Banks prepare to impose negative rates on personal customers
Seen & Heard: TikTok eyes Sorting Office, clothing sales slump and social housing costs
Irish banks are preparing to impose negative interest rates on personal banking customers
Irish banks are preparing to impose negative interest rates on personal banking customers, according to the Sunday Times. Customers with large account balances will be targeted in the move which, the paper reports, will likely be led by AIB. Separately, the Business Post reports that the Law Society is not ruling out legal action over the decision by AIB and Bank of Ireland to apply negative rates on client accounts.
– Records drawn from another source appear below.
#[cfg(test)]
mod tests {
    use super::*;

    fn sample(bytes_acked: u64, bw_bps: f64, app_limited: bool) -> RateSample {
        let now = Instant::now();
        let interval = if bw_bps > 0.0 {
            Duration::from_secs_f64(bytes_acked as f64 / bw_bps).max(Duration::from_millis(1))
        } else {
            Duration::from_millis(1)
        };
        RateSample {
            delivered: bytes_acked,
            first_sent_at: now,
            delivered_at: now + interval,
            interval,
            bytes_acked,
            is_app_limited: app_limited,
        }
    }

    #[test]
    fn constructed_controller_reports_startup_and_initial_cwnd() {
        let now = Instant::now();
        let bbr = Bbrv3::new(1460, 46_720.0, Bbrv3Params::default(), now);
        assert_eq!(bbr.phase(), Phase::Startup);
        assert_eq!(bbr.cwnd(), 46_720.0);
        assert_eq!(bbr.bandwidth_bps(), 0.0);
        let m = bbr.metrics(now);
        assert_eq!(m.phase, "Startup");
        assert_eq!(m.loss_rate_ema, 0.0);
    }

    #[test]
    fn degenerate_ack_is_a_no_op() {
        let now = Instant::now();
        let mut bbr = Bbrv3::new(1460, 46_720.0, Bbrv3Params::default(), now);
        let zero = sample(0, 0.0, false);
        let (cwnd, pacing) = bbr.on_ack(now, &zero, Duration::ZERO);
        assert_eq!(cwnd, 46_720.0);
        assert_eq!(pacing, 0.0);
        assert_eq!(bbr.phase(), Phase::Startup);
    }

    #[test]
    fn startup_to_drain_sets_cwnd_to_inflight_target() {
        let t0 = Instant::now();
        let mtu = 1460usize;
        let mut bbr = Bbrv3::new(mtu, 46_720.0, Bbrv3Params::default(), t0);
        let mut now = t0;
        // Drive ~2.01s of non-app-limited ACKs at a steady 10MB/s, 50ms RTT.
        for _ in 0..41 {
            now += Duration::from_millis(50);
            let s = sample(1460, 10_000_000.0, false);
            bbr.on_ack(now, &s, Duration::from_millis(50));
        }
        assert_eq!(bbr.phase(), Phase::Drain);
        let expected = bbr.bdp() * (1.0 - Bbrv3Params::default().headroom_fraction);
        assert!((bbr.cwnd() - expected).abs() < expected * 0.05 + 1.0);
    }

    #[test]
    fn loss_threshold_breach_cuts_cwnd_and_resets_round() {
        let now = Instant::now();
        let mut bbr = Bbrv3::new(1460, 100_000.0, Bbrv3Params::default(), now);
        bbr.on_loss(now, 3_000);

        let cwnd_before = bbr.cwnd();
        let s = sample(97_000, 1_000_000.0, false);
        bbr.on_ack(now + Duration::from_millis(10), &s, Duration::from_millis(20));

        let expected = (Bbrv3Params::default().beta * cwnd_before).max(2.0 * 1460.0);
        assert!((bbr.cwnd() - expected).abs() < 1.0);

        // Internal round counters are invisible from outside, but the next
        // loss-threshold evaluation must start from zero: feed a tiny loss
        // well under 2% and confirm no further cut happens immediately.
        bbr.on_loss(now + Duration::from_millis(11), 10);
        let cwnd_after_cut = bbr.cwnd();
        let s2 = sample(100_000, 1_000_000.0, false);
        bbr.on_ack(now + Duration::from_millis(20), &s2, Duration::from_millis(20));
        assert!(bbr.cwnd() >= cwnd_after_cut * 0.99);
    }

    #[test]
    fn app_limited_sample_does_not_raise_either_scale() {
        let now = Instant::now();
        let mut bbr = Bbrv3::new(1460, 46_720.0, Bbrv3Params::default(), now);
        let s = sample(1460, 1_000_000.0, false);
        bbr.on_ack(now, &s, Duration::from_millis(10));
        let (fast_before, slow_before) = (bbr.bw_fast, bbr.bw_slow);

        let huge = sample(1_000_000, 100_000_000.0, true);
        bbr.on_ack(now + Duration::from_millis(1), &huge, Duration::from_millis(10));
        assert_eq!(bbr.bw_fast, fast_before);
        assert_eq!(bbr.bw_slow, slow_before);
    }

    #[test]
    fn inflight_target_is_bdp_scaled_by_headroom() {
        let now = Instant::now();
        let params = Bbrv3Params::default();
        let mut bbr = Bbrv3::new(1460, 46_720.0, params, now);
        let s = sample(14_600, 1_000_000.0, false);
        bbr.on_ack(now, &s, Duration::from_millis(50));
        let expected = bbr.bdp() * (1.0 - params.headroom_fraction);
        assert!((bbr.inflight_target() - expected).abs() < 1e-6);
    }

    #[test]
    fn headroom_usage_stays_in_unit_interval() {
        let now = Instant::now();
        let mut bbr = Bbrv3::new(1460, 46_720.0, Bbrv3Params::default(), now);
        bbr.on_packet_sent(500_000);
        let s = sample(14_600, 1_000_000.0, false);
        bbr.on_ack(now + Duration::from_millis(50), &s, Duration::from_millis(50));
        assert!(bbr.headroom_usage >= 0.0 && bbr.headroom_usage <= 1.0);
    }

    #[test]
    fn cwnd_never_drops_below_two_mtu() {
        let now = Instant::now();
        let mut bbr = Bbrv3::new(1460, 10.0, Bbrv3Params::default(), now);
        let s = sample(10, 100.0, false);
        bbr.on_ack(now + Duration::from_millis(1), &s, Duration::from_millis(5));
        assert!(bbr.cwnd() >= 2.0 * 1460.0);
    }

    #[test]
    fn optimized_preset_has_distinct_values_from_default() {
        let default = Bbrv3Params::default();
        let opt = Bbrv3Params::optimized();
        assert_ne!(default.headroom_fraction, opt.headroom_fraction);
        assert_ne!(default.startup_pacing_gain, opt.startup_pacing_gain);
    }

    #[test]
    fn metrics_snapshot_is_independent_of_controller_state() {
        let now = Instant::now();
        let mut bbr = Bbrv3::new(1460, 46_720.0, Bbrv3Params::default(), now);
        let s = sample(1460, 1_000_000.0, false);
        bbr.on_ack(now, &s, Duration::from_millis(10));
        let mut m = bbr.metrics(now + Duration::from_millis(1));
        m.phase_durations_ms.insert("Injected".to_string(), 999);
        // Mutating the copy must not affect the controller's own map.
        let m2 = bbr.metrics(now + Duration::from_millis(2));
        assert!(!m2.phase_durations_ms.contains_key("Injected"));
    }

    #[test]
    fn loss_rate_ema_initializes_on_first_sample_then_smooths() {
        let now = Instant::now();
        let mut bbr = Bbrv3::new(1460, 46_720.0, Bbrv3Params::default(), now);
        bbr.on_packet_sent(1460);
        bbr.on_loss(now, 1460);
        let first = bbr.metrics(now).loss_rate_ema;
        assert_eq!(first, 1.0);

        for _ in 0..9 {
            bbr.on_packet_sent(1460);
        }
        let second = bbr.metrics(now).loss_rate_ema;
        assert!(second < first);
    }

    #[test]
    fn inflight_decreases_as_acked_bytes_are_reported() {
        let now = Instant::now();
        let mut bbr = Bbrv3::new(1460, 100_000.0, Bbrv3Params::default(), now);
        bbr.on_packet_sent(10_000);
        assert_eq!(bbr.inflight, 10_000.0);

        let s = sample(4_000, 1_000_000.0, false);
        bbr.on_ack(now + Duration::from_millis(10), &s, Duration::from_millis(10));
        // Only the acked portion comes off — a sustained send/ack cycle must
        // not leave inflight permanently growing.
        assert_eq!(bbr.inflight, 6_000.0);

        let s2 = sample(6_000, 1_000_000.0, false);
        bbr.on_ack(now + Duration::from_millis(20), &s2, Duration::from_millis(10));
        assert_eq!(bbr.inflight, 0.0);
    }
}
Fast-growing social media group TikTok is eyeing up the Sorting Office building in Dublin’s docklands as it looks for a new Irish headquarters, according to the Business Post. Google pulled out of a plan to lease the building last year. The paper says TikTok is also looking at a site close to the 3Arena capable of accommodating up to 5,000 people. It currently employs 1,100 in Ireland.
Covid has been good for stockbrokers with the number of new accounts for small investors more than doubling during the first lockdown, the Sunday Times reports. That has led to a dramatic jump in trading activity by DIY investors, but the Central Bank is concerned at an even more dramatic rise in activity in risky contracts for difference.
Clothing and footwear sales slumped in the last three months of 2020 while tech goods performed strongly, according to a report by Retail Excellence and Grant Thornton. Online sales nearly trebled over the previous year but activity in the sector fell 7.2 per cent overall, the Sunday Independent reports.
The Sunday Times also reports that Irish companies are struggling to match international peers in the online marketplace. A survey of activity in seven European states ranks Ireland last. Interestingly the most mature digital market here is seen as banking, according to the report but we are particularly poor in e-customer relationship management. The Dutch lead the way in the report which also looked at the UK, Italy, Sweden, Norway and Finland.
The Sunday Independent reports on the plight of Richard O’Halloran, the Irish aircraft leasing executive detained in China. O’Halloran, who has not been allowed to leave the country for the past two years, has been told he must pay $36 million to repay investors who a Chinese court found were defrauded by the Chinese chairman of his firm in a crowdfunding scheme by finance companies the chairman ran in China.
The report by the Society of Chartered Surveyors Ireland on apartment building costs has alarmed Dublin City Council, the Business Post reports. The property group’s figures show it costs between €219,00 and €262,000 to build a two-bedroom apartment in urban Dublin. That was news to the council apparently: it has been paying private developers between €303,636 and €372,842 per social housing unit, according to a report it produced in December.